Tony Crocetta Sans aucun doute, un léopard noir qui hante les hautes forêts d'altitude du parc des Aberdares, au Kenya. En fait, j'ai déjà eu l'occasion de l'apercevoir un matin... mais je n'ai pas eu le temps de dégainer !


Mise à part la patience, quelle est la principale qualité d'un photographe animalier ?
Peut-être la réactivité. Lorsque l'on photographie des animaux sauvages, difficile de prévoir leur comportement dans les instants qui suivent. Un déclenchement tardif, c'est une photo ratée... que l'on n'aura plus jamais aucune chance de recommencer...


Y a t-il un animal en particulier dont la situation critique vous touche plus particulièrement ?
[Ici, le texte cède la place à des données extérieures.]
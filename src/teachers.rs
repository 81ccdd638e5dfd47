//! Teacher directory
//!
//! Staff lookups over the same stored-function boundary as the student
//! roster, with the same envelope and coercion rules.

use crate::db::queries::{
    P_EMPLOYEE_ID, SP_GET_ALL_TEACHERS, SP_GET_TEACHER_BY_ID, SP_GET_TEACHER_DROPDOWN_DATA,
    SP_GET_TEACHER_SCHEDULE,
};
use crate::db::{collect_set, param, query_set, RosterStore};
use crate::error::{ApiResult, AppError};
use crate::roster::mapping::{map_option, map_schedule, map_teacher};
use crate::roster::models::{DropdownData, SearchResult, TeacherRecord, TeacherScheduleEntry};
use std::sync::Arc;
use tracing::{error, info};

pub struct TeacherDirectory {
    store: Arc<dyn RosterStore>,
}

impl TeacherDirectory {
    pub fn new(store: Arc<dyn RosterStore>) -> Self {
        Self { store }
    }

    pub async fn all_teachers(&self) -> SearchResult<TeacherRecord> {
        match query_set(self.store.as_ref(), SP_GET_ALL_TEACHERS, &[], map_teacher).await {
            Ok(teachers) => {
                info!(count = teachers.len(), "Teachers retrieved");
                SearchResult::success(teachers, "Teachers retrieved successfully")
            }
            Err(e) => {
                error!(error = %e, "Error getting teachers");
                SearchResult::error(e)
            }
        }
    }

    pub async fn teacher_schedule(&self, employee_id: i32) -> SearchResult<TeacherScheduleEntry> {
        let params = [param(P_EMPLOYEE_ID, employee_id)];

        match query_set(self.store.as_ref(), SP_GET_TEACHER_SCHEDULE, &params, map_schedule).await {
            Ok(entries) => SearchResult::success(entries, "Teacher schedule retrieved successfully"),
            Err(e) => {
                error!(employee_id, error = %e, "Error getting teacher schedule");
                SearchResult::error(e)
            }
        }
    }

    /// First matching teacher, `None` when absent or on fault
    pub async fn teacher_by_id(&self, employee_id: i32) -> Option<TeacherRecord> {
        match self.read_teacher(employee_id).await {
            Ok(teacher) => teacher,
            Err(e) => {
                error!(employee_id, error = %e, "Error getting teacher by id");
                None
            }
        }
    }

    async fn read_teacher(&self, employee_id: i32) -> Result<Option<TeacherRecord>, AppError> {
        let params = [param(P_EMPLOYEE_ID, employee_id)];
        let mut reader = self.store.open(SP_GET_TEACHER_BY_ID, &params).await?;

        let teacher = match reader.next_row().await? {
            Some(row) => Some(map_teacher(&row)?),
            None => None,
        };

        reader.close().await?;
        Ok(teacher)
    }

    /// Schools, subjects and grades for the teacher filters
    pub async fn teacher_dropdown_data(&self) -> ApiResult<DropdownData> {
        let mut reader = self.store.open(SP_GET_TEACHER_DROPDOWN_DATA, &[]).await?;
        let mut data = DropdownData::default();

        data.schools = collect_set(reader.as_mut(), map_option).await?;
        for list in [&mut data.subjects, &mut data.grades] {
            if !reader.next_result().await? {
                break;
            }
            *list = collect_set(reader.as_mut(), map_option).await?;
        }

        reader.close().await?;
        Ok(data)
    }
}

#[cfg(test)]
mod tests {
    use super::*;
    use crate::db::testing::FakeStore;
    use crate::db::{ResultRow, SqlValue};
    use crate::roster::mapping::fixtures::{option_row, teacher_row};
    use pretty_assertions::assert_eq;

    fn schedule_row(id: i32, period: impl Into<SqlValue>) -> ResultRow {
        ResultRow::new()
            .with("id", id)
            .with("DASH_CID", format!("C{}", id))
            .with("START_YY", 2024i32)
            .with("SCHOOL", "MMS")
            .with("SHORT_NAME", "Math 6")
            .with("CLASS_CD", "M6")
            .with("SECTION", "01")
            .with("SEMESTER", SqlValue::Null)
            .with("PERIOD", period)
            .with("DAYS", "MTWRF")
            .with("EmployeeID", 11i32)
            .with("TeacherName", "Okafor, Dana")
            .with("StudentCount", 27i32)
    }

    #[tokio::test]
    async fn test_all_teachers() {
        let store = FakeStore::with_sets(vec![vec![teacher_row(11, "A"), teacher_row(12, "I")]]);
        let directory = TeacherDirectory::new(Arc::new(store));

        let result = directory.all_teachers().await;

        assert!(result.is_success());
        assert_eq!(result.message(), "Teachers retrieved successfully");
        assert_eq!(result.total_count(), 2);
        assert!(result.records()[0].is_active);
        assert!(!result.records()[1].is_active);
    }

    #[tokio::test]
    async fn test_all_teachers_failure() {
        let directory = TeacherDirectory::new(Arc::new(FakeStore::failing("connection refused")));

        let result = directory.all_teachers().await;

        assert!(!result.is_success());
        assert!(result.records().is_empty());
    }

    #[tokio::test]
    async fn test_schedule_passes_employee_id() {
        let store = Arc::new(FakeStore::with_sets(vec![vec![
            schedule_row(1, 2i32),
            schedule_row(2, SqlValue::Null),
        ]]));
        let directory = TeacherDirectory::new(store.clone());

        let result = directory.teacher_schedule(11).await;

        assert_eq!(result.total_count(), 2);
        assert_eq!(result.records()[0].period, Some(2));
        assert_eq!(result.records()[1].period, None);
        assert_eq!(result.records()[0].semester, "");
        assert_eq!(store.log.last_params(), vec![param(P_EMPLOYEE_ID, 11)]);
    }

    #[tokio::test]
    async fn test_teacher_by_id() {
        let store = FakeStore::with_sets(vec![vec![teacher_row(11, "A")]]);
        let directory = TeacherDirectory::new(Arc::new(store));
        assert_eq!(directory.teacher_by_id(11).await.unwrap().employee_id, 11);

        let directory = TeacherDirectory::new(Arc::new(FakeStore::with_sets(vec![vec![]])));
        assert!(directory.teacher_by_id(99).await.is_none());

        let directory = TeacherDirectory::new(Arc::new(FakeStore::failing("timeout expired")));
        assert!(directory.teacher_by_id(11).await.is_none());
    }

    #[tokio::test]
    async fn test_dropdown_sets_are_schools_subjects_grades() {
        let store = FakeStore::with_sets(vec![
            vec![option_row("MMS", "Mesa Middle")],
            vec![option_row("MATH", "Mathematics"), option_row("SCI", "Science")],
            vec![option_row("6", "Grade 6")],
        ]);
        let directory = TeacherDirectory::new(Arc::new(store));

        let data = directory.teacher_dropdown_data().await.unwrap();

        assert_eq!(data.schools.len(), 1);
        assert_eq!(data.subjects.len(), 2);
        assert_eq!(data.grades[0].value, "6");
        assert!(data.teachers.is_empty());
        assert!(data.classes.is_empty());
    }
}
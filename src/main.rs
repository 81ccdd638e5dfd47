//! Roster Portal API
//!
//! Student and teacher roster lookups for the school records portal:
//! cascading school → grade → teacher → class filters, bulk and individual
//! student search, student detail with schedule, and the teacher directory.

mod auth;
mod config;
mod db;
mod error;
mod roster;
mod routes;
mod state;
mod teachers;
mod users;

use crate::config::Settings;
use crate::db::{create_pool, verify_connection, PgRosterStore};
use crate::routes::create_router;
use crate::state::AppState;
use std::net::SocketAddr;
use std::sync::Arc;
use tokio::net::TcpListener;
use tracing::{error, info, warn};
use tracing_subscriber::{fmt, layer::SubscriberExt, util::SubscriberInitExt, EnvFilter};

#[tokio::main]
async fn main() -> anyhow::Result<()> {
    // Initialize tracing subscriber for structured logging
    init_tracing();

    info!("🚀 Starting Roster Portal API...");

    // Load configuration
    let settings = Settings::load()?;
    info!("📋 Configuration loaded successfully");

    let pool = create_pool(&settings.database)?;
    if let Err(e) = verify_connection(&pool).await {
        error!("❌ FATAL: Roster database is not reachable: {}", e);
        return Err(e.into());
    }
    info!(
        "✅ Connected to {}:{}/{} (TLS: {})",
        settings.database.host,
        settings.database.port,
        settings.database.database,
        settings.database.use_tls
    );

    let store = Arc::new(PgRosterStore::new(pool.clone()));
    let state = Arc::new(AppState::new(pool, store, &settings.auth));

    // Create the accounts table if it doesn't exist
    if let Err(e) = state.users.ensure_schema().await {
        warn!("⚠️  Warning creating portal user table: {}", e);
    }

    // Build the router
    let app = create_router(state, &settings);

    // Create socket address
    let addr = SocketAddr::from((settings.server.host, settings.server.port));

    info!("🌐 Server listening on http://{}", addr);
    info!("");
    info!("📚 API Endpoints:");
    info!("   ─── Authentication ───");
    info!("   POST /api/auth/login                          - Login with email/password");
    info!("   POST /api/auth/register                       - Register new account");
    info!("");
    info!("   ─── Students (bearer token) ───");
    info!("   POST /api/students/search                     - Filtered roster search");
    info!("   POST /api/students/count                      - Filtered roster count");
    info!("   POST /api/students/search-individual          - Search by name, ID or email");
    info!("   GET  /api/students/{{id}}                       - Student by row ID");
    info!("   GET  /api/students/{{id}}/detail                - Student with courses");
    info!("   GET  /api/students/search-by-program          - Program roster");
    info!("   GET  /api/students/dropdown-data              - Initial filter options");
    info!("   GET  /api/students/cascading-dropdown/{{level}} - Narrowed filter options");
    info!("   GET  /api/students/diagnose-database          - Connectivity report");
    info!("");
    info!("   ─── Teachers (bearer token) ───");
    info!("   GET  /api/teachers                            - All teachers");
    info!("   GET  /api/teachers/dropdown-data              - Teacher filter options");
    info!("   GET  /api/teachers/{{id}}                       - Teacher by employee ID");
    info!("   GET  /api/teachers/{{id}}/schedule              - Teacher schedule");
    info!("");

    // Create TCP listener and serve
    let listener = TcpListener::bind(addr).await?;
    axum::serve(listener, app)
        .with_graceful_shutdown(shutdown_signal())
        .await?;

    info!("👋 Server shutdown complete");
    Ok(())
}

/// Initialize tracing with structured logging
fn init_tracing() {
    let env_filter = EnvFilter::try_from_default_env()
        .unwrap_or_else(|_| EnvFilter::new("info,roster_portal_api=debug,tower_http=debug"));

    tracing_subscriber::registry()
        .with(env_filter)
        .with(
            fmt::layer()
                .with_target(true)
                .with_level(true)
                .with_thread_ids(true)
                .with_file(true)
                .with_line_number(true)
                .compact(),
        )
        .init();
}

/// Graceful shutdown signal handler
async fn shutdown_signal() {
    let ctrl_c = async {
        if let Err(e) = tokio::signal::ctrl_c().await {
            error!("Failed to install Ctrl+C handler: {}", e);
            std::future::pending::<()>().await;
        }
    };

    #[cfg(unix)]
    let terminate = async {
        match tokio::signal::unix::signal(tokio::signal::unix::SignalKind::terminate()) {
            Ok(mut signal) => {
                signal.recv().await;
            }
            Err(e) => {
                error!("Failed to install signal handler: {}", e);
                std::future::pending::<()>().await;
            }
        }
    };

    #[cfg(not(unix))]
    let terminate = std::future::pending::<()>();

    tokio::select! {
        _ = ctrl_c => {
            info!("📴 Received Ctrl+C signal, initiating graceful shutdown...");
        },
        _ = terminate => {
            info!("📴 Received terminate signal, initiating graceful shutdown...");
        },
    }
}
//! Roster query assembly
//!
//! Every operation issues exactly one stored query, walks its result sets in
//! order and maps rows into records. Faults never escape: they are logged and
//! folded into a failed envelope, a zero count or a missing detail.

use crate::db::queries::{
    P_PROGRAM_TYPE, P_STUDENT_ID, SP_GET_STUDENT_COUNT, SP_GET_STUDENT_DETAIL,
    SP_SEARCH_INDIVIDUAL_STUDENT, SP_SEARCH_STUDENTS, SP_SEARCH_STUDENTS_BY_PROGRAM,
};
use crate::db::{collect_set, param, query_set, RosterStore};
use crate::error::AppError;
use crate::roster::criteria::{Dimension, FilterCriteria, IndividualSearchCriteria, RosterPredicate};
use crate::roster::mapping::{map_course, map_student, map_student_base};
use crate::roster::models::{SearchResult, StudentDetail, StudentRecord};
use std::collections::BTreeMap;
use std::sync::Arc;
use tracing::{debug, error, info, warn};

/// Tables the roster functions read from
const REQUIRED_TABLES: [(&str, &str); 4] = [
    ("Student", "student"),
    ("Users", "users"),
    ("TeacherSchedule", "teacher_schedule"),
    ("TeacherStudentSchedule", "teacher_student_schedule"),
];

pub struct RosterService {
    store: Arc<dyn RosterStore>,
}

impl RosterService {
    pub fn new(store: Arc<dyn RosterStore>) -> Self {
        Self { store }
    }

    /// Bulk search over the constrained dimensions of `criteria`
    pub async fn search(&self, criteria: &FilterCriteria) -> SearchResult<StudentRecord> {
        let predicate = criteria.predicate();
        debug!(constraints = ?predicate.constraints(), "Searching students");

        let params = predicate.to_params();
        match query_set(self.store.as_ref(), SP_SEARCH_STUDENTS, &params, map_student).await {
            Ok(records) => {
                info!(count = records.len(), "Student search completed");
                SearchResult::success(records, "Search completed successfully")
            }
            Err(e) => {
                error!(criteria = ?criteria, error = %e, "Error searching students");
                SearchResult::error(e)
            }
        }
    }

    /// Number of students matching `criteria`, 0 on any fault
    pub async fn count(&self, criteria: &FilterCriteria) -> i64 {
        let params = criteria.predicate().to_params();

        match self.store.scalar(SP_GET_STUDENT_COUNT, &params).await {
            Ok(count) => count.unwrap_or(0),
            Err(e) => {
                error!(criteria = ?criteria, error = %e, "Error getting student count");
                0
            }
        }
    }

    /// Free-text lookup by name, id or email
    pub async fn search_individual(
        &self,
        criteria: &IndividualSearchCriteria,
    ) -> SearchResult<StudentRecord> {
        let (term, search_type) = match criteria.parse() {
            Ok(parsed) => parsed,
            Err(message) => {
                warn!(search_type = %criteria.search_type, "Rejected individual search: {}", message);
                return SearchResult::failure(message);
            }
        };

        let params = IndividualSearchCriteria::to_params(&term, search_type);
        match query_set(
            self.store.as_ref(),
            SP_SEARCH_INDIVIDUAL_STUDENT,
            &params,
            map_student,
        )
        .await
        {
            Ok(records) => {
                info!(count = records.len(), %search_type, "Individual search completed");
                SearchResult::success(records, "Individual search completed successfully")
            }
            Err(e) => {
                error!(term = %term, %search_type, error = %e, "Error in individual search");
                SearchResult::error(e)
            }
        }
    }

    /// Single student by row id, picked out of an unconstrained search
    pub async fn student(&self, row_id: i64) -> Option<StudentRecord> {
        match query_set(self.store.as_ref(), SP_SEARCH_STUDENTS, &[], map_student).await {
            Ok(records) => {
                let found = records.into_iter().find(|s| s.row_id == row_id);
                if found.is_none() {
                    debug!(row_id, "Student not found");
                }
                found
            }
            Err(e) => {
                error!(row_id, error = %e, "Error getting student");
                None
            }
        }
    }

    /// Student row plus enrolled courses, `None` when not found or on fault
    pub async fn detail(&self, student_id: i32) -> Option<StudentDetail> {
        match self.read_detail(student_id).await {
            Ok(detail) => detail,
            Err(e) => {
                error!(student_id, error = %e, "Error getting student detail");
                None
            }
        }
    }

    async fn read_detail(&self, student_id: i32) -> Result<Option<StudentDetail>, AppError> {
        let params = [param(P_STUDENT_ID, student_id)];
        let mut reader = self.store.open(SP_GET_STUDENT_DETAIL, &params).await?;

        let student = match reader.next_row().await? {
            Some(row) => map_student_base(&row)?,
            None => {
                debug!(student_id, "Student not found");
                reader.close().await?;
                return Ok(None);
            }
        };

        let courses = if reader.next_result().await? {
            collect_set(reader.as_mut(), map_course).await?
        } else {
            Vec::new()
        };

        reader.close().await?;
        Ok(Some(StudentDetail::new(student, courses)))
    }

    /// Students enrolled in a program, optionally narrowed by school and grade
    pub async fn search_by_program(
        &self,
        program_type: &str,
        school: &str,
        grade: &str,
    ) -> SearchResult<StudentRecord> {
        let predicate =
            RosterPredicate::build([(Dimension::School, school), (Dimension::Grade, grade)]);

        let mut params = vec![param(P_PROGRAM_TYPE, program_type)];
        params.extend(predicate.to_params());

        match query_set(
            self.store.as_ref(),
            SP_SEARCH_STUDENTS_BY_PROGRAM,
            &params,
            map_student,
        )
        .await
        {
            Ok(records) => {
                info!(program_type, count = records.len(), "Program search completed");
                SearchResult::success(
                    records,
                    format!("Search by {} program completed successfully", program_type),
                )
            }
            Err(e) => {
                error!(program_type, school, grade, error = %e, "Error searching by program");
                SearchResult::error(e)
            }
        }
    }

    /// Connectivity and schema report for troubleshooting
    pub async fn diagnose(&self) -> BTreeMap<String, String> {
        let mut report = BTreeMap::new();

        match self.store.catalog().await {
            Ok(catalog) => {
                report.insert("DatabaseConnection".to_string(), "SUCCESS".to_string());
                report.insert("DatabaseName".to_string(), catalog.database);
                report.insert("AllTables".to_string(), catalog.tables.join(", "));
                report.insert("TableCount".to_string(), catalog.tables.len().to_string());

                for (key, table) in REQUIRED_TABLES {
                    let present = catalog.tables.iter().any(|t| t.eq_ignore_ascii_case(table));
                    let status = if present { "EXISTS" } else { "MISSING" };
                    report.insert(key.to_string(), status.to_string());
                }
            }
            Err(e) => {
                error!(error = %e, "Database diagnosis failed");
                report.insert("DatabaseConnection".to_string(), "FAILED".to_string());
                report.insert("Error".to_string(), e.to_string());
            }
        }

        report
    }
}
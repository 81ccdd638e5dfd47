//! JWT token management
//!
//! Handles creation and validation of bearer tokens.

use crate::config::AuthConfig;
use crate::error::AppError;
use chrono::{Duration, Utc};
use jsonwebtoken::{decode, encode, Algorithm, DecodingKey, EncodingKey, Header, Validation};
use serde::{Deserialize, Serialize};
use uuid::Uuid;

/// JWT claims
#[derive(Debug, Serialize, Deserialize, Clone)]
pub struct Claims {
    /// Subject (user email)
    pub sub: String,
    pub email: String,
    /// Unique token id
    pub jti: String,
    pub iss: String,
    pub aud: String,
    /// Expiration time (Unix timestamp)
    pub exp: i64,
    /// Issued at (Unix timestamp)
    pub iat: i64,
}

/// Signs and verifies HS256 tokens for one issuer/audience pair
pub struct TokenService {
    encoding: EncodingKey,
    decoding: DecodingKey,
    validation: Validation,
    issuer: String,
    audience: String,
    expiry: Duration,
}

impl TokenService {
    pub fn new(config: &AuthConfig) -> Self {
        let mut validation = Validation::new(Algorithm::HS256);
        validation.set_issuer(&[&config.issuer]);
        validation.set_audience(&[&config.audience]);

        Self {
            encoding: EncodingKey::from_secret(config.jwt_secret.as_bytes()),
            decoding: DecodingKey::from_secret(config.jwt_secret.as_bytes()),
            validation,
            issuer: config.issuer.clone(),
            audience: config.audience.clone(),
            expiry: Duration::minutes(config.expiry_minutes),
        }
    }

    /// Create a signed token for `email`
    pub fn create_token(&self, email: &str) -> Result<String, AppError> {
        let now = Utc::now();
        let claims = Claims {
            sub: email.to_string(),
            email: email.to_string(),
            jti: Uuid::new_v4().to_string(),
            iss: self.issuer.clone(),
            aud: self.audience.clone(),
            exp: (now + self.expiry).timestamp(),
            iat: now.timestamp(),
        };

        encode(&Header::new(Algorithm::HS256), &claims, &self.encoding)
            .map_err(|e| AppError::Internal(format!("Failed to create token: {}", e)))
    }

    /// Decode and validate a token
    pub fn decode_token(&self, token: &str) -> Result<Claims, AppError> {
        let token_data = decode::<Claims>(token, &self.decoding, &self.validation).map_err(
            |e| match e.kind() {
                jsonwebtoken::errors::ErrorKind::ExpiredSignature => {
                    AppError::Unauthorized("Token expired".to_string())
                }
                jsonwebtoken::errors::ErrorKind::InvalidToken => {
                    AppError::Unauthorized("Invalid token".to_string())
                }
                _ => AppError::Unauthorized(format!("Token validation failed: {}", e)),
            },
        )?;

        Ok(token_data.claims)
    }
}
J'évoquais il y a quelques semaines le cas du guépard avec mon ami Michel Denis-Huot. Cet animal sera sans doute l'un des tous prochains à disparaître dans les décennies à venir. La démographie galopante des êtres humains, la raréfaction des proies et la compétition avec d'autres prédateurs laissent malheureusement peu d'espoir.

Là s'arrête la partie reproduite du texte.